Exercise directions —
Take the data below and filter it for lines containing the word "NewDiary"; show each line found.

*** Begin section ***

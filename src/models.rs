use chrono::{DateTime, NaiveDate, Utc};
use serde::{Deserialize, Serialize};
use uuid::Uuid;

use crate::emotion::Emotion;

#[derive(Debug, Clone)]
pub struct User {
    pub id: Uuid,
    pub email: String,
    pub display_name: String,
}

#[derive(Debug, Clone, Serialize)]
pub struct DiaryEntry {
    pub id: Uuid,
    pub user_id: Uuid,
    pub title: String,
    pub content: String,
    pub emotion: Emotion,
    pub created_at: DateTime<Utc>,
    pub updated_at: DateTime<Utc>,
}

#[derive(Debug, Clone)]
pub struct NewDiary {
    pub title: String,
    pub content: String,
    /// Overrides the classifier when set.
    pub emotion: Option<Emotion>,
    pub created_at: Option<DateTime<Utc>>,
}

#[derive(Debug, Clone, Default)]
pub struct DiaryUpdate {
    pub title: Option<String>,
    pub content: Option<String>,
    pub emotion: Option<Emotion>,
}

#[derive(Debug, Clone, Copy, PartialEq, Eq)]
pub enum DiaryFilter {
    All,
    RecentDays(i64),
    Month { year: i32, month: u32 },
    Emotion(Emotion),
}

#[derive(Debug, Clone)]
pub struct MoodRecord {
    pub emotion: Emotion,
    pub score: i32,
    pub recorded_at: DateTime<Utc>,
}

#[derive(Debug, Clone, PartialEq)]
pub struct EmotionCount {
    pub emotion: Emotion,
    pub count: usize,
    pub share: f64,
}

#[derive(Debug, Clone, PartialEq, Eq)]
pub struct MonthlyCount {
    pub month: String,
    pub count: usize,
}

#[derive(Debug, Clone, PartialEq)]
pub struct MoodTrend {
    pub week_start: NaiveDate,
    pub entry_count: usize,
    pub avg_score: f64,
}

/// A catalog track, shaped like the iTunes search result item.
#[derive(Debug, Clone, PartialEq, Serialize, Deserialize)]
#[serde(rename_all = "camelCase")]
pub struct Track {
    pub track_id: i64,
    pub track_name: String,
    pub artist_name: String,
    #[serde(default)]
    pub collection_name: Option<String>,
    #[serde(default)]
    pub artwork_url100: Option<String>,
    #[serde(default)]
    pub preview_url: Option<String>,
    #[serde(default)]
    pub track_view_url: Option<String>,
    #[serde(default)]
    pub primary_genre_name: Option<String>,
    #[serde(default)]
    pub track_time_millis: Option<i64>,
}

/// A stored catalog answer for one emotion.
#[derive(Debug, Clone)]
pub struct CachedTracks {
    pub tracks: Vec<Track>,
    /// The `limit` the search ran with; the catalog may return fewer.
    pub requested_limit: usize,
    pub fetched_at: DateTime<Utc>,
}

#[derive(Debug, Clone, PartialEq, Serialize, Deserialize)]
pub struct DiaryAnalysis {
    pub emotion: Emotion,
    pub analysis: String,
    pub advice: String,
    pub encouragement: String,
}

#[derive(Debug, Clone, Copy, PartialEq, Eq)]
pub enum AnalysisKind {
    Local,
    Remote,
}

impl AnalysisKind {
    pub fn as_str(self) -> &'static str {
        match self {
            AnalysisKind::Local => "local",
            AnalysisKind::Remote => "diary",
        }
    }
}
use anyhow::{bail, Context};
use chrono::{DateTime, Duration, NaiveDate, TimeZone, Utc};
use sqlx::postgres::PgRow;
use sqlx::{PgPool, Row};
use uuid::Uuid;

use crate::classifier;
use crate::emotion::Emotion;
use crate::models::{
    AnalysisKind, CachedTracks, DiaryAnalysis, DiaryEntry, DiaryFilter, DiaryUpdate, MoodRecord,
    NewDiary, Track, User,
};

pub async fn init_db(pool: &PgPool) -> anyhow::Result<()> {
    sqlx::migrate!("./migrations").run(pool).await?;
    Ok(())
}

pub async fn seed(pool: &PgPool, max_chars: usize) -> anyhow::Result<usize> {
    let user = upsert_user(pool, "demo@emotion-diary.dev", Some("Demo")).await?;
    let today = Utc::now();

    let entries = [
        (13, "seed-001", "첫 출근", "새로운 회사에 첫 출근했다. 너무 떨렸지만 기대된다"),
        (11, "seed-002", "야근", "마감 때문에 압박이 심하다. 오늘도 짜증나는 하루였다"),
        (9, "seed-003", "주말 산책", "공원을 천천히 걸었다. 조용하고 편안했다"),
        (6, "seed-004", "발표", "발표를 해냈다! 정말 뿌듯하고 행복했다"),
        (4, "seed-005", "감기", "몸이 아파서 하루 종일 누워 있었다. 너무 피곤했다"),
        (2, "seed-006", "이별", "오랜 친구와 멀어졌다. 눈물이 났고 쓸쓸했다"),
        (0, "seed-007", "휴식", "오늘은 아무것도 하지 않고 휴식했다"),
    ];

    let mut inserted = 0usize;
    for (days_ago, source_key, title, content) in entries {
        let created_at = today - Duration::days(days_ago);
        let diary = NewDiary {
            title: title.to_string(),
            content: content.to_string(),
            emotion: None,
            created_at: Some(created_at),
        };
        if insert_diary(pool, user.id, &diary, Some(source_key), max_chars)
            .await?
            .is_some()
        {
            inserted += 1;
        }
    }

    Ok(inserted)
}

pub async fn upsert_user(
    pool: &PgPool,
    email: &str,
    display_name: Option<&str>,
) -> anyhow::Result<User> {
    let email = email.trim().to_lowercase();
    if email.is_empty() {
        bail!("email must not be empty");
    }
    let fallback_name = email.split('@').next().unwrap_or_default().to_string();
    let name = display_name.map(str::to_string).unwrap_or(fallback_name);

    let row = sqlx::query(
        r#"
        INSERT INTO emotion_diary.users (id, email, display_name)
        VALUES ($1, $2, $3)
        ON CONFLICT (email) DO UPDATE
        SET display_name = COALESCE($4, emotion_diary.users.display_name)
        RETURNING id, email, display_name
        "#,
    )
    .bind(Uuid::new_v4())
    .bind(&email)
    .bind(&name)
    .bind(display_name)
    .fetch_one(pool)
    .await?;

    Ok(user_from_row(&row))
}

pub async fn find_user(pool: &PgPool, email: &str) -> anyhow::Result<User> {
    let row = sqlx::query(
        "SELECT id, email, display_name FROM emotion_diary.users WHERE email = $1",
    )
    .bind(email.trim().to_lowercase())
    .fetch_optional(pool)
    .await?
    .with_context(|| format!("no user registered with email {email}"))?;

    Ok(user_from_row(&row))
}

fn user_from_row(row: &PgRow) -> User {
    User {
        id: row.get("id"),
        email: row.get("email"),
        display_name: row.get("display_name"),
    }
}

/// Rejects blank diaries and ones over the length cap (counted in chars).
pub fn validate_content(content: &str, max_chars: usize) -> anyhow::Result<()> {
    if content.trim().is_empty() {
        bail!("diary content must not be empty");
    }
    let length = content.chars().count();
    if length > max_chars {
        bail!("diary content is {length} characters, the limit is {max_chars}");
    }
    Ok(())
}

/// First sentence of the content, cut to 30 characters.
pub fn derive_title(content: &str) -> String {
    let first = classifier::split_sentences(content)
        .into_iter()
        .next()
        .unwrap_or("무제");
    let mut title: String = first.chars().take(30).collect();
    if first.chars().count() > 30 {
        title.push('…');
    }
    title
}

pub async fn create_diary(
    pool: &PgPool,
    user_id: Uuid,
    diary: &NewDiary,
    max_chars: usize,
) -> anyhow::Result<DiaryEntry> {
    insert_diary(pool, user_id, diary, None, max_chars)
        .await?
        .context("diary was not inserted")
}

/// Inserts a diary and its mood entry in one transaction. Returns `None`
/// when `source_key` was already imported.
async fn insert_diary(
    pool: &PgPool,
    user_id: Uuid,
    diary: &NewDiary,
    source_key: Option<&str>,
    max_chars: usize,
) -> anyhow::Result<Option<DiaryEntry>> {
    validate_content(&diary.content, max_chars)?;
    let emotion = diary
        .emotion
        .unwrap_or_else(|| classifier::classify(&diary.content));
    let title = if diary.title.trim().is_empty() {
        derive_title(&diary.content)
    } else {
        diary.title.trim().to_string()
    };
    let created_at = diary.created_at.unwrap_or_else(Utc::now);

    let mut tx = pool.begin().await?;

    let row = sqlx::query(
        r#"
        INSERT INTO emotion_diary.diaries
        (id, user_id, title, content, emotion, source_key, created_at, updated_at)
        VALUES ($1, $2, $3, $4, $5, $6, $7, $7)
        ON CONFLICT (source_key) DO NOTHING
        RETURNING id, user_id, title, content, emotion, created_at, updated_at
        "#,
    )
    .bind(Uuid::new_v4())
    .bind(user_id)
    .bind(&title)
    .bind(&diary.content)
    .bind(emotion.label())
    .bind(source_key)
    .bind(created_at)
    .fetch_optional(&mut *tx)
    .await?;

    let Some(row) = row else {
        tx.rollback().await?;
        return Ok(None);
    };
    let entry = diary_from_row(&row)?;

    sqlx::query(
        r#"
        INSERT INTO emotion_diary.mood_entries (id, user_id, diary_id, emotion, score, recorded_at)
        VALUES ($1, $2, $3, $4, $5, $6)
        "#,
    )
    .bind(Uuid::new_v4())
    .bind(user_id)
    .bind(entry.id)
    .bind(emotion.label())
    .bind(emotion.mood_score())
    .bind(created_at)
    .execute(&mut *tx)
    .await?;

    tx.commit().await?;
    Ok(Some(entry))
}

pub async fn get_diary(pool: &PgPool, user_id: Uuid, id: Uuid) -> anyhow::Result<DiaryEntry> {
    let row = sqlx::query(
        r#"
        SELECT id, user_id, title, content, emotion, created_at, updated_at
        FROM emotion_diary.diaries
        WHERE id = $1 AND user_id = $2
        "#,
    )
    .bind(id)
    .bind(user_id)
    .fetch_optional(pool)
    .await?
    .with_context(|| format!("diary {id} not found"))?;

    diary_from_row(&row)
}

/// Applies the given fields. Changed content is re-classified unless an
/// emotion is supplied; the diary's mood entry follows the new emotion.
pub async fn update_diary(
    pool: &PgPool,
    user_id: Uuid,
    id: Uuid,
    update: &DiaryUpdate,
    max_chars: usize,
) -> anyhow::Result<DiaryEntry> {
    let current = get_diary(pool, user_id, id).await?;

    if let Some(content) = &update.content {
        validate_content(content, max_chars)?;
    }
    let title = update.title.clone().unwrap_or(current.title);
    let content = update.content.clone().unwrap_or(current.content);
    let emotion = match (update.emotion, &update.content) {
        (Some(emotion), _) => emotion,
        (None, Some(content)) => classifier::classify(content),
        (None, None) => current.emotion,
    };

    let mut tx = pool.begin().await?;

    let row = sqlx::query(
        r#"
        UPDATE emotion_diary.diaries
        SET title = $3, content = $4, emotion = $5, updated_at = now()
        WHERE id = $1 AND user_id = $2
        RETURNING id, user_id, title, content, emotion, created_at, updated_at
        "#,
    )
    .bind(id)
    .bind(user_id)
    .bind(&title)
    .bind(&content)
    .bind(emotion.label())
    .fetch_one(&mut *tx)
    .await?;

    sqlx::query(
        "UPDATE emotion_diary.mood_entries SET emotion = $2, score = $3 WHERE diary_id = $1",
    )
    .bind(id)
    .bind(emotion.label())
    .bind(emotion.mood_score())
    .execute(&mut *tx)
    .await?;

    tx.commit().await?;
    diary_from_row(&row)
}

pub async fn delete_diary(pool: &PgPool, user_id: Uuid, id: Uuid) -> anyhow::Result<()> {
    let result = sqlx::query("DELETE FROM emotion_diary.diaries WHERE id = $1 AND user_id = $2")
        .bind(id)
        .bind(user_id)
        .execute(pool)
        .await?;

    if result.rows_affected() == 0 {
        bail!("diary {id} not found");
    }
    Ok(())
}

/// First instant of the month and of the month after it.
pub fn month_bounds(year: i32, month: u32) -> anyhow::Result<(DateTime<Utc>, DateTime<Utc>)> {
    let start = NaiveDate::from_ymd_opt(year, month, 1)
        .with_context(|| format!("invalid month {year}-{month:02}"))?;
    let (next_year, next_month) = if month == 12 {
        (year + 1, 1)
    } else {
        (year, month + 1)
    };
    let end = NaiveDate::from_ymd_opt(next_year, next_month, 1).context("invalid month")?;

    let midnight = |date: NaiveDate| Utc.from_utc_datetime(&date.and_time(chrono::NaiveTime::MIN));
    Ok((midnight(start), midnight(end)))
}

pub async fn list_diaries(
    pool: &PgPool,
    user_id: Uuid,
    filter: DiaryFilter,
) -> anyhow::Result<Vec<DiaryEntry>> {
    let mut query = String::from(
        "SELECT id, user_id, title, content, emotion, created_at, updated_at \
         FROM emotion_diary.diaries \
         WHERE user_id = $1",
    );

    match filter {
        DiaryFilter::All => {}
        DiaryFilter::RecentDays(_) => query.push_str(" AND created_at >= $2"),
        DiaryFilter::Month { .. } => query.push_str(" AND created_at >= $2 AND created_at < $3"),
        DiaryFilter::Emotion(_) => query.push_str(" AND emotion = $2"),
    }
    query.push_str(" ORDER BY created_at DESC");

    let mut rows = sqlx::query(&query).bind(user_id);

    match filter {
        DiaryFilter::All => {}
        DiaryFilter::RecentDays(days) => {
            rows = rows.bind(Utc::now() - Duration::days(days.max(1)));
        }
        DiaryFilter::Month { year, month } => {
            let (start, end) = month_bounds(year, month)?;
            rows = rows.bind(start).bind(end);
        }
        DiaryFilter::Emotion(emotion) => {
            rows = rows.bind(emotion.label());
        }
    }

    let records = rows.fetch_all(pool).await?;
    records.iter().map(diary_from_row).collect()
}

*** End section ***

Response box —
pub struct NewDiary {
    NewDiary, Track, User,
        let diary = NewDiary {
    diary: &NewDiary,
    diary: &NewDiary,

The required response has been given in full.